Однако теперь все изменилось. Весна 1848 года в самом деле стала сезоном бунтов и мятежей по всей Европе, даже в таких столицах, как Берлин. Повсюду сотрясались правительства и расшатывались монархии. До сих пор в Британии не было подобных революций, но продолжающийся наплыв обеспеченных беженцев из-за Ла-Манша заставлял дрожать богатых и власть имущих. Бунты, вспыхивающие даже в Лондоне, на Трафальгарской площади и в других местах, никак не успокаивали нервы.
И вот этой зловещей весной чартисты созвали массовый митинг на Кеннингтон-Коммон, за пределами Лондона. Они замыслили собрать миллионную толпу и маршем направиться в город. Луи все это казалось маловероятной угрозой – наверняка все уладится. Это же вялый, закопченный старый Лондон, а не какой-нибудь рассадник восстаний вроде Парижа.
– Ничего подобного, – настаивал Хаккет. – У меня есть источники. Правительство вводит в город войска, дома министров охраняются, наняты специальные констебли, королевскую семью увезли из столицы и так далее и тому подобное. Разумеется, все это тайком, но я лично видел один из секретных складов оружия в Адмиралтействе. Власти настроены не допустить, чтобы это все переросло в полномасштабное восстание. И тут появляемся мы с вами, Валиенте, друг мой…

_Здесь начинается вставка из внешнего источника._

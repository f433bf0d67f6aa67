// Copyright 2024 Wladimir Palant
//
// Licensed under the Apache License, Version 2.0 (the "License");
// you may not use this file except in compliance with the License.
// You may obtain a copy of the License at
//
// http://www.apache.org/licenses/LICENSE-2.0
//
// Unless required by applicable law or agreed to in writing, software
// distributed under the License is distributed on an "AS IS" BASIS,
// WITHOUT WARRANTIES OR CONDITIONS OF ANY KIND, either express or implied.
// See the License for the specific language governing permissions and
// limitations under the License.

//! Host application environment: active profiles and properties

use serde::Deserialize;
use std::collections::BTreeMap;

use crate::Error;

/// Profile considered active if no profiles are configured explicitly
pub const DEFAULT_PROFILE: &str = "default";

/// Environment of the application embedding the access log
///
/// Configuration files can restrict sections to certain profiles via `<springProfile>` and read
/// properties via `<springProperty>`.
#[derive(Debug, Clone, Default, PartialEq, Eq, Deserialize)]
#[serde(default)]
pub struct Environment {
    /// Active profiles
    pub profiles: Vec<String>,
    /// Application properties
    pub properties: BTreeMap<String, String>,
}

impl Environment {
    /// Creates an environment without profiles or properties
    pub fn new() -> Self {
        Self::default()
    }

    /// Activates a profile
    pub fn with_profile(mut self, profile: impl Into<String>) -> Self {
        self.profiles.push(profile.into());
        self
    }

    /// Sets a property
    pub fn with_property(mut self, name: impl Into<String>, value: impl Into<String>) -> Self {
        self.properties.insert(name.into(), value.into());
        self
    }

    /// Looks up a property
    pub fn property(&self, name: &str) -> Option<&str> {
        self.properties.get(name).map(String::as_str)
    }

    fn is_active(&self, profile: &str) -> bool {
        if self.profiles.is_empty() {
            profile == DEFAULT_PROFILE
        } else {
            self.profiles.iter().any(|active| active == profile)
        }
    }

    /// Checks whether any of the profile expressions matches the active profiles
    ///
    /// Expressions consist of profile names combined with `!`, `&`, `|` and parentheses. Mixing
    /// `&` and `|` requires parentheses. An empty list of expressions is never accepted.
    pub fn accepts_profiles<S: AsRef<str>>(&self, expressions: &[S]) -> Result<bool, Error> {
        let mut accepted = false;
        for expression in expressions {
            let expression = expression.as_ref();
            let tokens = tokenize(expression);
            let mut parser = Parser {
                expression,
                tokens: &tokens,
                position: 0,
            };
            let result = parser.expression(self)?;
            if parser.position != tokens.len() {
                return Err(parser.malformed());
            }
            accepted |= result;
        }
        Ok(accepted)
    }
}

#[derive(Debug, Clone, PartialEq, Eq)]
enum Token<'a> {
    Name(&'a str),
    Not,
    And,
    Or,
    Open,
    Close,
}

fn tokenize(expression: &str) -> Vec<Token<'_>> {
    let mut tokens = Vec::new();
    let mut start = None;
    for (index, c) in expression.char_indices() {
        let token = match c {
            '!' => Some(Token::Not),
            '&' => Some(Token::And),
            '|' => Some(Token::Or),
            '(' => Some(Token::Open),
            ')' => Some(Token::Close),
            c if c.is_whitespace() => None,
            _ => {
                if start.is_none() {
                    start = Some(index);
                }
                continue;
            }
        };
        if let Some(start) = start.take() {
            tokens.push(Token::Name(&expression[start..index]));
        }
        tokens.extend(token);
    }
    if let Some(start) = start {
        tokens.push(Token::Name(&expression[start..]));
    }
    tokens
}

struct Parser<'a, 'b> {
    expression: &'a str,
    tokens: &'b [Token<'a>],
    position: usize,
}

impl<'a, 'b> Parser<'a, 'b> {
    fn malformed(&self) -> Error {
        Error::invalid(format!("malformed profile expression {:?}", self.expression))
    }

    fn peek(&self) -> Option<&'b Token<'a>> {
        self.tokens.get(self.position)
    }

    fn expression(&mut self, environment: &Environment) -> Result<bool, Error> {
        let mut result = self.operand(environment)?;
        let mut operator = None;
        while let Some(token) = self.peek() {
            let token = token.clone();
            if token != Token::And && token != Token::Or {
                break;
            }
            if operator.as_ref().is_some_and(|operator| *operator != token) {
                return Err(self.malformed());
            }
            self.position += 1;
            let operand = self.operand(environment)?;
            result = if token == Token::And {
                result && operand
            } else {
                result || operand
            };
            operator = Some(token);
        }
        Ok(result)
    }

    fn operand(&mut self, environment: &Environment) -> Result<bool, Error> {
        let token = self.peek().cloned().ok_or_else(|| self.malformed())?;
        self.position += 1;
        match token {
            Token::Name(name) => Ok(environment.is_active(name)),
            Token::Not => Ok(!self.operand(environment)?),
            Token::Open => {
                let result = self.expression(environment)?;
                if self.peek() != Some(&Token::Close) {
                    return Err(self.malformed());
                }
                self.position += 1;
                Ok(result)
            }
            Token::And | Token::Or | Token::Close => Err(self.malformed()),
        }
    }
}
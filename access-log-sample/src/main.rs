// Copyright 2024 Wladimir Palant
//
// Licensed under the Apache License, Version 2.0 (the "License");
// you may not use this file except in compliance with the License.
// You may obtain a copy of the License at
//
// http://www.apache.org/licenses/LICENSE-2.0
//
// Unless required by applicable law or agreed to in writing, software
// distributed under the License is distributed on an "AS IS" BASIS,
// WITHOUT WARRANTIES OR CONDITIONS OF ANY KIND, either express or implied.
// See the License for the specific language governing permissions and
// limitations under the License.

#![doc = include_str!("../README.md")]

use access_context::{AccessContext, AccessLogOpt, AccessLogSettings, FromYaml};
use axum::routing::{get, post};
use axum::Router;
use clap::Parser;
use log::{error, info};
use std::net::SocketAddr;
use std::path::PathBuf;
use std::process::ExitCode;
use std::sync::Arc;
use tower_access_module::{AccessLogLayer, ForwardedHeadersLayer, SocketPair, TeeLayer};

/// Run the access log sample server
#[derive(Debug, Parser)]
struct Opt {
    /// Address to listen on
    #[arg(long, default_value = "127.0.0.1:8080")]
    listen: SocketAddr,

    /// Settings file
    #[arg(long)]
    conf: Option<PathBuf>,

    #[command(flatten)]
    access_log: AccessLogOpt,
}

async fn text() -> &'static str {
    "Hello from the mock controller"
}

async fn echo(body: String) -> String {
    body
}

fn app(settings: &AccessLogSettings) -> Result<Router, String> {
    let app = Router::new()
        .route("/mock-controller/text", get(text))
        .route("/mock-controller/echo", post(echo));

    let Some(context) = AccessContext::from_settings(settings).map_err(|err| err.to_string())?
    else {
        info!("Access log disabled");
        return Ok(app);
    };
    let context = Arc::new(context);
    #[cfg(unix)]
    access_context::signal::listen(&context);

    let conf = &settings.access_log;
    let tee = TeeLayer::from_conf(&conf.tee_filter)
        .map_err(|err| format!("invalid tee filter host pattern: {err}"))?;
    Ok(app
        .layer(tee)
        .layer(ForwardedHeadersLayer::new())
        .layer(AccessLogLayer::from_conf(context, conf)))
}

async fn run(opt: Opt) -> Result<(), String> {
    let mut settings = match opt.conf.as_deref().map(AccessLogSettings::load_from_yaml) {
        Some(Ok(settings)) => settings,
        Some(Err(err)) => {
            error!("{err}");
            AccessLogSettings::default()
        }
        None => AccessLogSettings::default(),
    };
    settings.merge_with_opt(opt.access_log);

    let app = app(&settings)?;

    let listener = tokio::net::TcpListener::bind(opt.listen)
        .await
        .map_err(|err| format!("Failed listening on {}: {err}", opt.listen))?;
    info!("Listening on {}", opt.listen);

    axum::serve(
        listener,
        app.into_make_service_with_connect_info::<SocketPair>(),
    )
    .await
    .map_err(|err| err.to_string())
}

#[tokio::main]
async fn main() -> ExitCode {
    env_logger::init();

    match run(Opt::parse()).await {
        Ok(()) => ExitCode::SUCCESS,
        Err(err) => {
            error!("{err}");
            ExitCode::FAILURE
        }
    }
}
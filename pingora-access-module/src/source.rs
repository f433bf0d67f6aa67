// Copyright 2024 Wladimir Palant
//
// Licensed under the Apache License, Version 2.0 (the "License");
// you may not use this file except in compliance with the License.
// You may obtain a copy of the License at
//
// http://www.apache.org/licenses/LICENSE-2.0
//
// Unless required by applicable law or agreed to in writing, software
// distributed under the License is distributed on an "AS IS" BASIS,
// WITHOUT WARRANTIES OR CONDITIONS OF ANY KIND, either express or implied.
// See the License for the specific language governing permissions and
// limitations under the License.

//! Access event source reading Pingora’s session

use access_event::attributes::{
    FORWARDED_MARKER_ATTRIBUTE, INPUT_BUFFER_ATTRIBUTE, OUTPUT_BUFFER_ATTRIBUTE,
    PROTOCOL_ATTRIBUTE, REMOTE_ADDR_ATTRIBUTE, REMOTE_HOST_ATTRIBUTE, SERVER_NAME_ATTRIBUTE,
    SERVER_PORT_ATTRIBUTE,
};
use access_event::support::{
    collect_parameters, current_thread_name, default_port, elapsed_since, format_query_string,
    format_request_content, format_request_url, format_response_content, host_and_port,
    parse_cookies,
};
use access_event::{AccessEventSource, Headers, LocalPortStrategy, OrderedMap, NA};
use http::{header, HeaderMap, Uri};
use once_cell::unsync::OnceCell;
use pingora::protocols::l4::socket::SocketAddr;
use pingora::proxy::Session;
use std::fmt::{Debug, Formatter};
use std::time::{Duration, SystemTime};

use crate::handler::AccessCtx;

fn inet(addr: Option<&SocketAddr>) -> Option<&std::net::SocketAddr> {
    addr.and_then(SocketAddr::as_inet)
}

fn header_str<'a>(headers: &'a HeaderMap, name: header::HeaderName) -> Option<&'a str> {
    headers.get(name).and_then(|value| value.to_str().ok())
}

/// Values a forwarded headers component stored in the request attributes
#[derive(Debug, Default)]
struct Forwarded {
    remote_addr: Option<String>,
    remote_host: Option<String>,
    protocol: Option<String>,
    server_name: Option<String>,
    server_port: Option<u16>,
}

/// Access event source for a request processed by Pingora
///
/// All values are computed on first access. The source has to be consumed while the session is
/// still available, usually during the `logging` phase.
///
/// Forwarded address, host, port and protocol are taken from the request attributes if these
/// are trusted, see [`PingoraAccessSource::with_request_attributes`].
pub struct PingoraAccessSource<'a> {
    session: &'a Session,
    ctx: &'a AccessCtx,
    local_port_strategy: LocalPortStrategy,
    fallback_status: Option<u16>,
    trusted: bool,
    timestamp: SystemTime,
    thread_name: String,
    forwarded: OnceCell<Forwarded>,
    server_name: OnceCell<String>,
    local_port: OnceCell<u16>,
    remote_addr: OnceCell<String>,
    protocol: OnceCell<String>,
    query_string: OnceCell<String>,
    request_url: OnceCell<String>,
    request_headers: OnceCell<Headers>,
    cookies: OnceCell<OrderedMap<String>>,
    parameters: OnceCell<OrderedMap<Vec<String>>>,
    attributes: OnceCell<OrderedMap<String>>,
    request_content: OnceCell<Option<String>>,
    response_headers: OnceCell<Headers>,
    response_content: OnceCell<Option<String>>,
}

impl Debug for PingoraAccessSource<'_> {
    fn fmt(&self, f: &mut Formatter<'_>) -> std::fmt::Result {
        f.debug_struct("PingoraAccessSource")
            .field("request_url", &self.request_url())
            .field("status_code", &self.status_code())
            .finish_non_exhaustive()
    }
}

impl<'a> PingoraAccessSource<'a> {
    /// Creates a source for the current state of the session
    pub fn new(
        session: &'a Session,
        ctx: &'a AccessCtx,
        local_port_strategy: LocalPortStrategy,
    ) -> Self {
        Self {
            session,
            ctx,
            local_port_strategy,
            fallback_status: None,
            trusted: ctx.attributes.contains(FORWARDED_MARKER_ATTRIBUTE),
            timestamp: SystemTime::now(),
            thread_name: current_thread_name(),
            forwarded: OnceCell::new(),
            server_name: OnceCell::new(),
            local_port: OnceCell::new(),
            remote_addr: OnceCell::new(),
            protocol: OnceCell::new(),
            query_string: OnceCell::new(),
            request_url: OnceCell::new(),
            request_headers: OnceCell::new(),
            cookies: OnceCell::new(),
            parameters: OnceCell::new(),
            attributes: OnceCell::new(),
            request_content: OnceCell::new(),
            response_headers: OnceCell::new(),
            response_content: OnceCell::new(),
        }
    }

    /// Status code reported if no response header was written
    pub fn with_fallback_status(mut self, status: u16) -> Self {
        self.fallback_status = Some(status);
        self
    }

    /// Decides whether forwarded values in the request attributes are used
    ///
    /// If `enabled` is `None`, these are used whenever a forwarded headers component marked the
    /// request with
    /// [`FORWARDED_MARKER_ATTRIBUTE`](access_event::attributes::FORWARDED_MARKER_ATTRIBUTE).
    pub fn with_request_attributes(mut self, enabled: Option<bool>) -> Self {
        if let Some(enabled) = enabled {
            self.trusted = enabled;
        }
        self
    }

    fn forwarded(&self) -> &Forwarded {
        self.forwarded.get_or_init(|| {
            if !self.trusted {
                return Forwarded::default();
            }
            let attributes = &self.ctx.attributes;
            Forwarded {
                remote_addr: attributes.get_text(REMOTE_ADDR_ATTRIBUTE),
                remote_host: attributes.get_text(REMOTE_HOST_ATTRIBUTE),
                protocol: attributes.get_text(PROTOCOL_ATTRIBUTE),
                server_name: attributes.get_text(SERVER_NAME_ATTRIBUTE),
                server_port: attributes
                    .get_text(SERVER_PORT_ATTRIBUTE)
                    .and_then(|port| port.parse().ok()),
            }
        })
    }

    fn uri(&self) -> &'a Uri {
        self.ctx
            .original_uri
            .as_ref()
            .unwrap_or(&self.session.req_header().uri)
    }

    fn host(&self) -> Option<(&'a str, Option<u16>)> {
        header_str(&self.session.req_header().headers, header::HOST).map(host_and_port)
    }

    fn content_type(&self) -> Option<&'a str> {
        header_str(&self.session.req_header().headers, header::CONTENT_TYPE)
    }

    fn scheme_port(&self) -> u16 {
        default_port(self.uri().scheme_str().unwrap_or("http"))
    }
}

impl AccessEventSource for PingoraAccessSource<'_> {
    fn timestamp(&self) -> SystemTime {
        self.timestamp
    }

    fn elapsed_time(&self) -> Option<Duration> {
        elapsed_since(self.ctx.start, self.timestamp)
    }

    fn thread_name(&self) -> &str {
        &self.thread_name
    }

    fn server_name(&self) -> &str {
        self.server_name.get_or_init(|| {
            if let Some(host) = &self.forwarded().server_name {
                host.clone()
            } else if let Some((host, _)) = self.host() {
                host.to_owned()
            } else if let Some(host) = self.uri().host() {
                host.to_owned()
            } else if let Some(addr) = inet(self.session.server_addr()) {
                addr.ip().to_string()
            } else {
                NA.to_owned()
            }
        })
    }

    fn local_port(&self) -> u16 {
        *self.local_port.get_or_init(|| {
            let local = inet(self.session.server_addr()).map(std::net::SocketAddr::port);
            match self.local_port_strategy {
                LocalPortStrategy::Local => local.unwrap_or_else(|| self.scheme_port()),
                LocalPortStrategy::Server => self
                    .forwarded()
                    .server_port
                    .or_else(|| self.host().and_then(|(_, port)| port))
                    .or_else(|| self.uri().port_u16())
                    .or(local)
                    .unwrap_or_else(|| self.scheme_port()),
            }
        })
    }

    fn remote_addr(&self) -> &str {
        self.remote_addr.get_or_init(|| {
            if let Some(addr) = &self.forwarded().remote_addr {
                return addr.clone();
            }
            inet(self.session.client_addr())
                .map(|addr| addr.ip().to_string())
                .unwrap_or_else(|| NA.to_owned())
        })
    }

    fn remote_host(&self) -> &str {
        self.forwarded()
            .remote_host
            .as_deref()
            .unwrap_or_else(|| self.remote_addr())
    }

    fn remote_user(&self) -> Option<&str> {
        self.ctx.remote_user.as_deref()
    }

    fn protocol(&self) -> &str {
        self.protocol.get_or_init(|| {
            self.forwarded()
                .protocol
                .clone()
                .unwrap_or_else(|| format!("{:?}", self.session.req_header().version))
        })
    }

    fn method(&self) -> &str {
        self.session.req_header().method.as_str()
    }

    fn request_uri(&self) -> &str {
        self.uri().path()
    }

    fn query_string(&self) -> &str {
        self.query_string
            .get_or_init(|| format_query_string(self.uri().query()))
    }

    fn request_url(&self) -> &str {
        self.request_url.get_or_init(|| {
            format_request_url(
                self.method(),
                self.request_uri(),
                self.query_string(),
                self.protocol(),
            )
        })
    }

    fn request_header_map(&self) -> &Headers {
        self.request_headers
            .get_or_init(|| self.session.req_header().headers.iter().collect())
    }

    fn cookie_map(&self) -> &OrderedMap<String> {
        self.cookies.get_or_init(|| {
            parse_cookies(
                self.session
                    .req_header()
                    .headers
                    .get_all(header::COOKIE)
                    .iter()
                    .filter_map(|value| value.to_str().ok()),
            )
        })
    }

    fn request_parameter_map(&self) -> &OrderedMap<Vec<String>> {
        self.parameters.get_or_init(|| {
            let body = self.ctx.attributes.get_bytes(INPUT_BUFFER_ATTRIBUTE);
            collect_parameters(self.uri().query(), self.content_type(), body.as_deref())
        })
    }

    fn attribute_map(&self) -> &OrderedMap<String> {
        self.attributes.get_or_init(|| self.ctx.attributes.to_map())
    }

    fn session_id(&self) -> Option<&str> {
        None
    }

    fn request_content(&self) -> Option<&str> {
        self.request_content
            .get_or_init(|| {
                let body = self.ctx.attributes.get_bytes(INPUT_BUFFER_ATTRIBUTE);
                format_request_content(
                    self.method(),
                    self.content_type(),
                    self.request_parameter_map(),
                    body.as_deref(),
                )
            })
            .as_deref()
    }

    fn status_code(&self) -> u16 {
        self.session
            .response_written()
            .map(|header| header.status.as_u16())
            .or(self.fallback_status)
            .unwrap_or(0)
    }

    fn response_header_map(&self) -> &Headers {
        self.response_headers.get_or_init(|| {
            self.session
                .response_written()
                .map(|header| header.headers.iter().collect())
                .unwrap_or_default()
        })
    }

    fn content_length(&self) -> u64 {
        self.session.body_bytes_sent() as u64
    }

    fn response_content(&self) -> Option<&str> {
        self.response_content
            .get_or_init(|| {
                let body = self.ctx.attributes.get_bytes(OUTPUT_BUFFER_ATTRIBUTE);
                format_response_content(
                    self.response_header_map().get("content-type"),
                    body.as_deref(),
                )
            })
            .as_deref()
    }
}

Похоже, он запланировал, чтобы они вдвоем смешались с толпой и с помощью своих способностей «потушили костер», по выражению Хаккета.
Все это казалось Луи неопределенным и вселяло тревогу. Они что, начнут переходить посреди взволнованной толпы недовольных немытых созданий, подстегиваемых политическими агитаторами? Кроме того, весь замысел противоречил инстинктам, которые он развивал всю жизнь, чтобы держать в секрете «вальсирование», как называл это Хаккет.
Но, похоже, Освальд Хаккет предвидел его колебания. Он начал упирать на договоренности с конкретными специальными констеблями. Эти ребята понятия не имели о планах Хаккета – он лишь смутно намекнул на то, что они с Луи сами являются правительственными агентами, – но согласились с ним работать, указывая на зачинщиков, иностранных агитаторов и других нарушителей спокойствия.
Говоря о тех друзьях среди констеблей, Хаккет пристально смотрел на Луи. Невысказанный посыл не мог быть яснее: «Убежишь, дружок, и эти мои констебли набросятся на тебя, как ламбетская крыса на кусок заплесневелого сыра».
Потом Луи понял, что выбора у него нет – придется пройти через этот фарс, стараясь при этом беречь собственную голову, и посмотреть, что из этого выйдет.
* * *
Когда настало утро великого митинга, пошел дождь, достаточно сильный, чтобы утопить не только ламбетскую крысу, и настроение царило унылое.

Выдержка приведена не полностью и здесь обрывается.